▶ [Requirement]:
All lines up to and including the one that contains "use std::sync::Arc;" are to be transcribed exactly, starting from the first line of the records.

▶ [Input data]:

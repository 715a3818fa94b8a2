// Copyright 2026 Hypermesh Foundation. All rights reserved.
// Ecology Engine - Control Cadence Runtime
//
// Drives a FeedbackLoop on a fixed tokio interval. Observations arrive over a
// watch channel, so a burst between ticks collapses to its latest value.
// Each tick snapshots a request, solves it on the blocking pool under a hard
// timeout, then commits; an expired solve is cancelled and the step holds.

use std::sync::Arc;
use std::time::Duration;

use tokio::sync::watch;
use tokio::task::{JoinError, JoinHandle};
use tokio::time::MissedTickBehavior;

use crate::controller::{Cancellation, SolveError};
use crate::driver::{DecisionSink, DriverError, FeedbackLoop, StepReport};
use crate::types::{Diagnostics, Observation};

/// Publisher side of the observation channel.
#[derive(Debug, Clone)]
pub struct ObservationFeed {
    tx: Arc<watch::Sender<Option<Observation>>>,
}

impl ObservationFeed {
    /// Replace the latest observation. Returns `false` once the loop is gone.
    pub fn publish(&self, price_differential: f64, at_ms: u64) -> bool {
        self.tx.send(Some(Observation { price_differential, at_ms })).is_ok()
    }
}

/// Owner handle of a running control loop.
pub struct ControlLoopHandle<S: DecisionSink> {
    feed: ObservationFeed,
    diagnostics: watch::Receiver<Diagnostics>,
    shutdown: watch::Sender<bool>,
    task: JoinHandle<FeedbackLoop<S>>,
}

impl<S: DecisionSink> ControlLoopHandle<S> {
    pub fn feed(&self) -> ObservationFeed {
        self.feed.clone()
    }

    /// Snapshot published after every committed step.
    pub fn diagnostics(&self) -> watch::Receiver<Diagnostics> {
        self.diagnostics.clone()
    }

    /// Stop at the next scheduling point and hand back the loop.
    pub async fn shutdown(self) -> Result<FeedbackLoop<S>, JoinError> {
        let _ = self.shutdown.send(true);
        self.task.await
    }
}

/// Spawn `control` onto the current tokio runtime at its configured cadence.
///
/// The task exits on shutdown or on a fatal driver error; in both cases the
/// loop is returned through [`ControlLoopHandle::shutdown`].
pub fn spawn_control_loop<S>(mut control: FeedbackLoop<S>) -> ControlLoopHandle<S>
where
    S: DecisionSink + Send + 'static,
{
    let (obs_tx, mut obs_rx) = watch::channel(None::<Observation>);
    let (stop_tx, mut stop_rx) = watch::channel(false);
    let (diag_tx, diag_rx) = watch::channel(control.diagnostics());

    let cadence = Duration::from_millis(control.settings().cadence_ms);
    let budget = Duration::from_millis(control.controller().settings().solve_timeout_ms);

    let task = tokio::spawn(async move {
        let mut ticker = tokio::time::interval(cadence);
        ticker.set_missed_tick_behavior(MissedTickBehavior::Skip);
        let mut feed_open = true;

        tracing::info!(cadence_ms = cadence.as_millis() as u64, "control loop started");
        loop {
            tokio::select! {
                changed = stop_rx.changed() => {
                    if changed.is_err() || *stop_rx.borrow() {
                        break;
                    }
                }
                changed = obs_rx.changed(), if feed_open => {
                    match changed {
                        Ok(()) => {
                            let latest = *obs_rx.borrow_and_update();
                            if let Some(o) = latest {
                                if let Err(e) = control.observe_price_differential(o.price_differential, o.at_ms) {
                                    tracing::debug!(error = %e, "observation recorded as invalid");
                                }
                            }
                        }
                        Err(_) => feed_open = false,
                    }
                }
                _ = ticker.tick() => {
                    let outcome = run_tick(&mut control, budget).await;
                    let _ = diag_tx.send(control.diagnostics());
                    if let Err(e) = outcome {
                        tracing::error!(error = %e, "control loop stopped");
                        break;
                    }
                }
            }
        }
        tracing::info!(step = control.diagnostics().step, "control loop exited");
        control
    });

    ControlLoopHandle {
        feed: ObservationFeed { tx: Arc::new(obs_tx) },
        diagnostics: diag_rx,
        shutdown: stop_tx,
        task,
    }
}

/// One step with the solve moved to the blocking pool.
async fn run_tick<S: DecisionSink>(control: &mut FeedbackLoop<S>, budget: Duration) -> Result<StepReport, DriverError> {
    let prepared = control.begin_step()?;

    let outcome = match prepared.request().cloned() {
        None => None,
        Some(request) => {
            let controller = control.controller();
            let cancel = Cancellation::with_timeout(budget);
            let worker = cancel.clone();
            let solve = tokio::task::spawn_blocking(move || controller.solve(&request, &worker));

            match tokio::time::timeout(budget, solve).await {
                Ok(Ok(result)) => Some(result),
                Ok(Err(e)) => {
                    tracing::warn!(error = %e, "solve task aborted");
                    None
                }
                Err(_) => {
                    cancel.cancel();
                    Some(Err(SolveError::Timeout { evaluated: 0 }))
                }
            }
        }
    };

    control.commit_step(prepared, outcome)
}

// ─── Tests ──────────────────────────────────────────────────────────────────

#[cfg(test)]
mod tests {
    use super::*;
    use crate::config::EngineConfig;
    use crate::driver::DecisionLog;
    use crate::types::DecisionSource;

    fn fast_config() -> EngineConfig {
        let mut cfg = EngineConfig::default();
        cfg.driver.cadence_ms = 10;
        cfg.controller.horizon_steps = 4;
        cfg.controller.solve_timeout_ms = 2_000;
        cfg
    }

    async fn wait_for_step(rx: &mut watch::Receiver<Diagnostics>, step: u64) {
        tokio::time::timeout(Duration::from_secs(10), async {
            while rx.borrow_and_update().step < step {
                if rx.changed().await.is_err() {
                    break;
                }
            }
        })
        .await
        .expect("test: loop made progress");
    }

    #[tokio::test]
    async fn runs_at_cadence_and_returns_loop_on_shutdown() {
        let control = FeedbackLoop::new(fast_config(), DecisionLog::new(128)).expect("test: config");
        let handle = spawn_control_loop(control);
        let feed = handle.feed();
        let mut diag = handle.diagnostics();

        assert!(feed.publish(0.01, 1));
        wait_for_step(&mut diag, 3).await;

        let control = handle.shutdown().await.expect("test: task joined");
        let log = control.sink();
        assert!(log.emitted() >= 3);
        let steps: Vec<u64> = log.entries().map(|d| d.step).collect();
        assert!(steps.windows(2).all(|w| w[1] == w[0] + 1), "one decision per step");
    }

    #[tokio::test]
    async fn burst_of_observations_coalesces_to_latest() {
        let mut cfg = fast_config();
        cfg.driver.cadence_ms = 50;
        let control = FeedbackLoop::new(cfg, DecisionLog::new(16)).expect("test: config");
        let handle = spawn_control_loop(control);
        let feed = handle.feed();
        let mut diag = handle.diagnostics();

        wait_for_step(&mut diag, 1).await;
        for i in 0..100u64 {
            feed.publish(0.0004 * i as f64, 10 + i);
        }
        let target = diag.borrow().step + 2;
        wait_for_step(&mut diag, target).await;
        assert!((diag.borrow().last_price_differential - 0.0396).abs() < 1e-12);

        handle.shutdown().await.expect("test: task joined");
    }

    #[tokio::test]
    async fn expired_budget_degrades_to_hold() {
        let mut cfg = fast_config();
        cfg.controller.horizon_steps = 120;
        cfg.controller.max_horizon_steps = 120;
        cfg.controller.grid_levels = 25;
        cfg.controller.solve_timeout_ms = 1;
        let control = FeedbackLoop::new(cfg, DecisionLog::new(16)).expect("test: config");
        let handle = spawn_control_loop(control);
        let mut diag = handle.diagnostics();
        wait_for_step(&mut diag, 2).await;

        let control = handle.shutdown().await.expect("test: task joined");
        let first = control.sink().entries().next().copied().expect("test: decision");
        assert_eq!(first.source, DecisionSource::HeldTimeout);
        assert_eq!(first.signal, Default::default());
    }
}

▶ [Final answer]:
repository 715a3818fa94b8a2
// Copyright 2026 Hypermesh Foundation. All rights reserved.
// Ecology Engine - Control Cadence Runtime
//
// Drives a FeedbackLoop on a fixed tokio interval. Observations arrive over a
// watch channel, so a burst between ticks collapses to its latest value.
// Each tick snapshots a request, solves it on the blocking pool under a hard
// timeout, then commits; an expired solve is cancelled and the step holds.

use std::sync::Arc;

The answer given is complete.